_AIM OF THE TASK_
Repeat each record word for word. Leave nothing out.

(Saved data entries)
//! Async API
//!
//! This module contains the async API for the APDS-9960 sensor, built on `embedded-hal-async`.
//! Gesture reads share the gesture session with the blocking API.

use embedded_hal_async::delay::DelayNs;
use embedded_hal_async::i2c::{I2c, SevenBitAddress};

use crate::{
    fifo_burst_len, gesture_engine_active, APDS9960Error, Direction, LedBoost, Mode, Register,
    Result, APDS9960, APDS9960_ADDR, APDS9960_IDS, DEFAULT_REGISTERS, FIFO_BURST_LEN,
    FIFO_PAUSE_TIME_MS, GSTATUS_GVALID,
};

impl<I2C, D> APDS9960<I2C, D>
where
    D: DelayNs,
    I2C: I2c<SevenBitAddress>,
{
    /// Checks the device ID and programs the default configuration.
    pub async fn init_async(&mut self, i2c: &mut I2C) -> Result<()> {
        let id = self.read_register_async(Register::ID, i2c).await?;
        if !APDS9960_IDS.contains(&id) {
            log::error!("Unexpected device ID: 0x{:02X}", id);
            return Err(APDS9960Error::InvalidDeviceId);
        }
        log::info!("Device ID: 0x{:02X}", id);

        self.set_mode_async(Mode::All, false, i2c).await?;
        for (register, value) in DEFAULT_REGISTERS {
            self.write_register_async(register, value, i2c).await?;
        }

        Ok(())
    }

    /// Enables or disables a single engine, or all of them with `Mode::All`.
    pub async fn set_mode_async(
        &mut self,
        mode: Mode,
        enable: bool,
        i2c: &mut I2C,
    ) -> Result<()> {
        let enable_register_value = match mode {
            Mode::All => {
                if enable {
                    0x7F
                } else {
                    0x00
                }
            }
            _ => {
                let current = self.read_register_async(Register::Enable, i2c).await?;
                let bit = 1 << mode.into_reg_value();
                if enable {
                    current | bit
                } else {
                    current & !bit
                }
            }
        };

        self.write_register_async(Register::Enable, enable_register_value, i2c)
            .await
    }

    /// Starts the gesture engine together with the proximity and wait engines.
    pub async fn enable_gesture_sensor_async(
        &mut self,
        interrupts: bool,
        i2c: &mut I2C,
    ) -> Result<()> {
        self.reset_gesture_parameters();
        self.write_register_async(Register::WTime, 0xFF, i2c).await?;
        let boost = LedBoost::Percent300.into_reg_value();
        self.write_bits_async(Register::Config2, 0b11, 4, boost, i2c)
            .await?;
        self.write_bits_async(Register::GConf4, 0b1, 1, interrupts as u8, i2c)
            .await?;
        // GMODE
        self.write_bits_async(Register::GConf4, 0b1, 0, 1, i2c).await?;
        for mode in [Mode::Power, Mode::Wait, Mode::Proximity, Mode::Gesture] {
            self.set_mode_async(mode, true, i2c).await?;
        }
        Ok(())
    }

    /// Reads the proximity value.
    pub async fn read_proximity_async(&mut self, i2c: &mut I2C) -> Result<u8> {
        self.read_register_async(Register::PData, i2c).await
    }

    /// Checks whether the gesture FIFO holds valid data.
    pub async fn is_gesture_available_async(&mut self, i2c: &mut I2C) -> Result<bool> {
        let gstatus = self.read_register_async(Register::GStatus, i2c).await?;
        Ok((gstatus & GSTATUS_GVALID) != 0)
    }

    /// Collects gesture data until the hand has left the sensor and returns the detected motion.
    pub async fn read_gesture_async(
        &mut self,
        delay: &mut D,
        i2c: &mut I2C,
    ) -> Result<Direction> {
        self.read_gesture_within_async(delay, i2c, None).await
    }

    /// Like `read_gesture_async`, but gives up with `APDS9960Error::GestureTimeout` once the
    /// pauses between FIFO polls add up to `deadline_ms`.
    pub async fn read_gesture_with_deadline_async(
        &mut self,
        delay: &mut D,
        i2c: &mut I2C,
        deadline_ms: u32,
    ) -> Result<Direction> {
        self.read_gesture_within_async(delay, i2c, Some(deadline_ms))
            .await
    }

    async fn read_gesture_within_async(
        &mut self,
        delay: &mut D,
        i2c: &mut I2C,
        deadline_ms: Option<u32>,
    ) -> Result<Direction> {
        let mode = self.read_register_async(Register::Enable, i2c).await?;
        let available = self.is_gesture_available_async(i2c).await?;
        if !gesture_engine_active(mode) || !available {
            return Ok(Direction::None);
        }

        self.session.reset();
        let mut elapsed_ms: u32 = 0;

        loop {
            if self.session.poll_expired(&mut elapsed_ms, deadline_ms) {
                return Err(APDS9960Error::GestureTimeout);
            }
            delay.delay_ms(FIFO_PAUSE_TIME_MS).await;

            if !self.is_gesture_available_async(i2c).await? {
                delay.delay_ms(FIFO_PAUSE_TIME_MS).await;
                return Ok(self.session.finish());
            }

            let rows = self.read_register_async(Register::GFlvl, i2c).await?;
            if rows > 0 {
                let mut read_data = [0; FIFO_BURST_LEN];
                let read_data = &mut read_data[..fifo_burst_len(rows)];
                self.read_registers_async(Register::GFifoU, read_data, i2c)
                    .await?;

                log::trace!("Read gesture FIFO: {:?}", read_data);

                self.session.buffer_mut().extend_from_fifo(read_data);
                self.session.process_batch();
            }
        }
    }

    /// Writes a new value to a specific register
    pub async fn write_register_async(
        &mut self,
        register: Register,
        data: u8,
        i2c: &mut I2C,
    ) -> Result<()> {
        i2c.write(APDS9960_ADDR, &[register as u8, data])
            .await
            .map_err(|_| APDS9960Error::WriteI2CError)
    }

    /// Reads the value of a specific register
    pub async fn read_register_async(
        &mut self,
        register: Register,
        i2c: &mut I2C,
    ) -> Result<u8> {
        let mut read_data = [0; 1];
        self.read_registers_async(register, &mut read_data, i2c)
            .await?;
        Ok(read_data[0])
    }

    /// Reads consecutive registers starting at `register` in one i2c write-then-read operation
    pub async fn read_registers_async(
        &mut self,
        register: Register,
        buffer: &mut [u8],
        i2c: &mut I2C,
    ) -> Result<()> {
        i2c.write_read(APDS9960_ADDR, &[register as u8], buffer)
            .await
            .map_err(|_| APDS9960Error::ReadI2CError)
    }

    async fn write_bits_async(
        &mut self,
        register: Register,
        mask: u8,
        shift: u8,
        value: u8,
        i2c: &mut I2C,
    ) -> Result<()> {
        let current = self.read_register_async(register, i2c).await?;
        let updated = (current & !(mask << shift)) | ((value & mask) << shift);
        self.write_register_async(register, updated, i2c).await
    }
}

_EXERCISE OUTPUT_
//! Async API
//!
//! This module contains the async API for the APDS-9960 sensor, built on `embedded-hal-async`.
//! Gesture reads share the gesture session with the blocking API.

use embedded_hal_async::delay::DelayNs;
use embedded_hal_async::i2c::{I2c, SevenBitAddress};

use crate::{
    fifo_burst_len, gesture_engine_active, APDS9960Error, Direction, LedBoost, Mode, Register,
    Result, APDS9960, APDS9960_ADDR, APDS9960_IDS, DEFAULT_REGISTERS, FIFO_BURST_LEN,
    FIFO_PAUSE_TIME_MS, GSTATUS_GVALID,
};

impl<I2C, D> APDS9960<I2C, D>
where
    D: DelayNs,
    I2C: I2c<SevenBitAddress>,
{
    /// Checks the device ID and programs the default configuration.
    pub async fn init_async(&mut self, i2c: &mut I2C) -> Result<()> {
        let id = self.read_register_async(Register::ID, i2c).await?;
        if !APDS9960_IDS.contains(&id) {
            log::error!("Unexpected device ID: 0x{:02X}", id);
            return Err(APDS9960Error::InvalidDeviceId);
        }
        log::info!("Device ID: 0x{:02X}", id);

        self.set_mode_async(Mode::All, false, i2c).await?;
        for (register, value) in DEFAULT_REGISTERS {
            self.write_register_async(register, value, i2c).await?;
        }

        Ok(())
    }

    /// Enables or disables a single engine, or all of them with `Mode::All`.
    pub async fn set_mode_async(
        &mut self,
        mode: Mode,
        enable: bool,
        i2c: &mut I2C,
    ) -> Result<()> {
        let enable_register_value = match mode {
            Mode::All => {
                if enable {
                    0x7F
                } else {
                    0x00
                }
            }
            _ => {
                let current = self.read_register_async(Register::Enable, i2c).await?;
                let bit = 1 << mode.into_reg_value();
                if enable {
                    current | bit
                } else {
                    current & !bit
                }
            }
        };

        self.write_register_async(Register::Enable, enable_register_value, i2c)
            .await
    }

    /// Starts the gesture engine together with the proximity and wait engines.
    pub async fn enable_gesture_sensor_async(
        &mut self,
        interrupts: bool,
        i2c: &mut I2C,
    ) -> Result<()> {
        self.reset_gesture_parameters();
        self.write_register_async(Register::WTime, 0xFF, i2c).await?;
        let boost = LedBoost::Percent300.into_reg_value();
        self.write_bits_async(Register::Config2, 0b11, 4, boost, i2c)
            .await?;
        self.write_bits_async(Register::GConf4, 0b1, 1, interrupts as u8, i2c)
            .await?;
        // GMODE
        self.write_bits_async(Register::GConf4, 0b1, 0, 1, i2c).await?;
        for mode in [Mode::Power, Mode::Wait, Mode::Proximity, Mode::Gesture] {
            self.set_mode_async(mode, true, i2c).await?;
        }
        Ok(())
    }

    /// Reads the proximity value.
    pub async fn read_proximity_async(&mut self, i2c: &mut I2C) -> Result<u8> {
        self.read_register_async(Register::PData, i2c).await
    }

    /// Checks whether the gesture FIFO holds valid data.
    pub async fn is_gesture_available_async(&mut self, i2c: &mut I2C) -> Result<bool> {
        let gstatus = self.read_register_async(Register::GStatus, i2c).await?;
        Ok((gstatus & GSTATUS_GVALID) != 0)
    }

    /// Collects gesture data until the hand has left the sensor and returns the detected motion.
    pub async fn read_gesture_async(
        &mut self,
        delay: &mut D,
        i2c: &mut I2C,
    ) -> Result<Direction> {
        self.read_gesture_within_async(delay, i2c, None).await
    }

    /// Like `read_gesture_async`, but gives up with `APDS9960Error::GestureTimeout` once the
    /// pauses between FIFO polls add up to `deadline_ms`.
    pub async fn read_gesture_with_deadline_async(
        &mut self,
        delay: &mut D,
        i2c: &mut I2C,
        deadline_ms: u32,
    ) -> Result<Direction> {
        self.read_gesture_within_async(delay, i2c, Some(deadline_ms))
            .await
    }

    async fn read_gesture_within_async(
        &mut self,
        delay: &mut D,
        i2c: &mut I2C,
        deadline_ms: Option<u32>,
    ) -> Result<Direction> {
        let mode = self.read_register_async(Register::Enable, i2c).await?;
        let available = self.is_gesture_available_async(i2c).await?;
        if !gesture_engine_active(mode) || !available {
            return Ok(Direction::None);
        }

        self.session.reset();
        let mut elapsed_ms: u32 = 0;

        loop {
            if self.session.poll_expired(&mut elapsed_ms, deadline_ms) {
                return Err(APDS9960Error::GestureTimeout);
            }
            delay.delay_ms(FIFO_PAUSE_TIME_MS).await;

            if !self.is_gesture_available_async(i2c).await? {
                delay.delay_ms(FIFO_PAUSE_TIME_MS).await;
                return Ok(self.session.finish());
            }

            let rows = self.read_register_async(Register::GFlvl, i2c).await?;
            if rows > 0 {
                let mut read_data = [0; FIFO_BURST_LEN];
                let read_data = &mut read_data[..fifo_burst_len(rows)];
                self.read_registers_async(Register::GFifoU, read_data, i2c)
                    .await?;

                log::trace!("Read gesture FIFO: {:?}", read_data);

                self.session.buffer_mut().extend_from_fifo(read_data);
                self.session.process_batch();
            }
        }
    }

    /// Writes a new value to a specific register
    pub async fn write_register_async(
        &mut self,
        register: Register,
        data: u8,
        i2c: &mut I2C,
    ) -> Result<()> {
        i2c.write(APDS9960_ADDR, &[register as u8, data])
            .await
            .map_err(|_| APDS9960Error::WriteI2CError)
    }

    /// Reads the value of a specific register
    pub async fn read_register_async(
        &mut self,
        register: Register,
        i2c: &mut I2C,
    ) -> Result<u8> {
        let mut read_data = [0; 1];
        self.read_registers_async(register, &mut read_data, i2c)
            .await?;
        Ok(read_data[0])
    }

    /// Reads consecutive registers starting at `register` in one i2c write-then-read operation
    pub async fn read_registers_async(
        &mut self,
        register: Register,
        buffer: &mut [u8],
        i2c: &mut I2C,
    ) -> Result<()> {
        i2c.write_read(APDS9960_ADDR, &[register as u8], buffer)
            .await
            .map_err(|_| APDS9960Error::ReadI2CError)
    }

    async fn write_bits_async(
        &mut self,
        register: Register,
        mask: u8,
        shift: u8,
        value: u8,
        i2c: &mut I2C,
    ) -> Result<()> {
        let current = self.read_register_async(register, i2c).await?;
        let updated = (current & !(mask << shift)) | ((value & mask) << shift);
        self.write_register_async(register, updated, i2c).await
    }
}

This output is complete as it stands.